Um dia reparei que o (ex) namorado legal estava sendo bem legal comigo. No outro dia também e no outro. Usei essa boa maré consecutiva para fundamentar a teoria de que ele me queria outra vez. E, não preciso nem falar, meu cérebro auto-completante passou a acreditar nisso piamente. Eu sonhava com o (ex) namorado legal em cenas bonitas de video-clipe indie e acordava sorrindo. Eu olhava pra ele e transmitia pensamentos de cumplicidade por ondas mentais. Borboletas fixaram residência na minha barriga e a promessa de dias melhores aparecia em glíteres.

Às vezes eu até chorava de emoção por sentir que estava terminando mais um ciclo e achava essa sensação tão sublime que eu não queria me antecipar, por mais que isso me soasse bastante natural.

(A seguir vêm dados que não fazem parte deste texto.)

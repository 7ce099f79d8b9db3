use dashmap::DashMap;
use domain::SessionDescriptor;

/// Opaque client-visible identifier for one streamable log session.
pub type SessionId = String;

/// Concurrent registry of active log sessions, shared by every connection.
///
/// Lookups take a shard read lock and insert/remove take a shard write lock,
/// so readers never observe a partially-written descriptor and unrelated
/// sessions never contend on the same critical section. The registry offers
/// per-key atomicity only; no ordering is guaranteed between operations on
/// different sessions.
pub struct SessionRegistry {
    sessions: DashMap<SessionId, SessionDescriptor>,
}

impl SessionRegistry {
    pub fn new() -> Self {
        Self {
            sessions: DashMap::new(),
        }
    }

    /// Returns a copy of the descriptor stored for `session_id`. Absence is a
    /// normal outcome, not an error. The clone keeps the critical section
    /// bounded; no lock is held once this returns.
    pub fn get(&self, session_id: &str) -> Option<SessionDescriptor> {
        self.sessions
            .get(session_id)
            .map(|entry| entry.value().clone())
    }

    /// Inserts or overwrites the descriptor for `session_id`. Always succeeds.
    pub fn set(&self, session_id: SessionId, descriptor: SessionDescriptor) {
        self.sessions.insert(session_id, descriptor);
    }

    /// Removes the entry for `session_id` if present. Deleting a missing ID
    /// is a no-op, so eviction is idempotent.
    pub fn delete(&self, session_id: &str) {
        self.sessions.remove(session_id);
    }

    pub fn len(&self) -> usize {
        self.sessions.len()
    }

    pub fn is_empty(&self) -> bool {
        self.sessions.is_empty()
    }
}

impl Default for SessionRegistry {
    fn default() -> Self {
        Self::new()
    }
}
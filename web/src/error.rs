use std::error::Error as StdError;

use axum::http::StatusCode;
use axum::response::{IntoResponse, Response};

use domain::error::{DomainErrorKind, Error as DomainError, ExternalErrorKind, InternalErrorKind};

pub type Result<T> = core::result::Result<T, Error>;

#[derive(Debug)]
pub struct Error(DomainError);

impl StdError for Error {}

impl std::fmt::Display for Error {
    fn fmt(&self, fmt: &mut std::fmt::Formatter) -> core::result::Result<(), std::fmt::Error> {
        write!(fmt, "{self:?}")
    }
}

// List of possible StatusCode variants https://docs.rs/http/latest/http/status/struct.StatusCode.html#associatedconstant.UNPROCESSABLE_ENTITY
impl IntoResponse for Error {
    fn into_response(self) -> Response {
        match self.0.error_kind {
            DomainErrorKind::Internal(internal_error_kind) => match internal_error_kind {
                InternalErrorKind::Invalid => {
                    (StatusCode::UNPROCESSABLE_ENTITY, "UNPROCESSABLE ENTITY").into_response()
                }
                InternalErrorKind::Config | InternalErrorKind::Other(_) => {
                    (StatusCode::INTERNAL_SERVER_ERROR, "INTERNAL SERVER ERROR").into_response()
                }
            },
            DomainErrorKind::External(external_error_kind) => match external_error_kind {
                ExternalErrorKind::Network => {
                    (StatusCode::BAD_GATEWAY, "BAD GATEWAY").into_response()
                }
                ExternalErrorKind::Other(_) => {
                    (StatusCode::INTERNAL_SERVER_ERROR, "INTERNAL SERVER ERROR").into_response()
                }
            },
        }
    }
}

impl<E> From<E> for Error
where
    E: Into<DomainError>,
{
    fn from(err: E) -> Self {
        Self(err.into())
    }
}

#[cfg(test)]
mod tests {
    use super::*;

    fn error(error_kind: DomainErrorKind) -> Error {
        Error(DomainError {
            source: None,
            error_kind,
        })
    }

    #[test]
    fn invalid_input_maps_to_unprocessable_entity() {
        let response =
            error(DomainErrorKind::Internal(InternalErrorKind::Invalid)).into_response();
        assert_eq!(response.status(), StatusCode::UNPROCESSABLE_ENTITY);
    }

    #[test]
    fn network_failures_map_to_bad_gateway() {
        let response =
            error(DomainErrorKind::External(ExternalErrorKind::Network)).into_response();
        assert_eq!(response.status(), StatusCode::BAD_GATEWAY);
    }
}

Ora, o que faltava para eu dar um girassol pra ele e dizer “vamos”? Queria muito colar o sorriso dele no meu em um beijo de alívio e alegria e senti que a hora estava chegando. Em algum lugar do passado nós havíamos produzido curtas com alguns amigos da faculdade. Eis que um deles conseguiu nos encaixar num evento de projeção regional e nossos curtas seriam exibidos ao grande público. Era um dia importante e feliz. Era o dia perfeito para isso acontecer.

Já que trabalhávamos no mesmo lugar e estávamos a caminho de um destino em comum, ofereci carona para ele. Antes disso até separei uma trilha legal que durasse os oito minutos do trajeto. O (ex) namorado legal disse que precisava terminar algumas coisas antes de ir e eu não pude esperar porque tinha que levar cartazes, banners e outras coisas antes que nossa audiência chegasse. Fui com minhas borboletas.

Conforme as pessoas iam chegando, os níveis de endorfina do meu corpo aumentavam perigosamente, mas nada comparado ao pico registrado quando ELE chegou. Acabamos em lugares distantes, mas eu podia sentir que havia uma conexão entre as conversas paralelas, o arrastar de cadeiras e algumas mastigações. A exibição começou na tela e o silêncio de todos se instalou. Fiquei lisonjeada com a nossa obra ali, no principal teatro da cidade, sendo exibida para pessoas amigas e outras que só estavam ali porque foram de interesse próprio. Eu já havia visto aqueles curtas dezenas de vezes, por isso estava livre para ser mais autora que espectadora. Olhei para trás para ver a reação das pessoas e todas as borboletas da minha barriga morreram envenenadas. O (ex) namorado legal estava de mãos dadas com uma das secretárias do trabalho.

Daqui para a frente temos vergonha, raiva e a sensação de que não seria nada mau se o fim da minha vida estivesse próximo. Eles não só estavam namorando há algum tempo, como estavam namorando sério. Ganhei o prêmio “Brasileira Idiota” e fui atrás de mais. Mais bagunça, mais problemas, mais dívidas. Meus critérios estavam tão abalados que resolvi me demitir e virar vegana. Se eu não tinha nada a perder, por que me preocuparia com picanha e queijo?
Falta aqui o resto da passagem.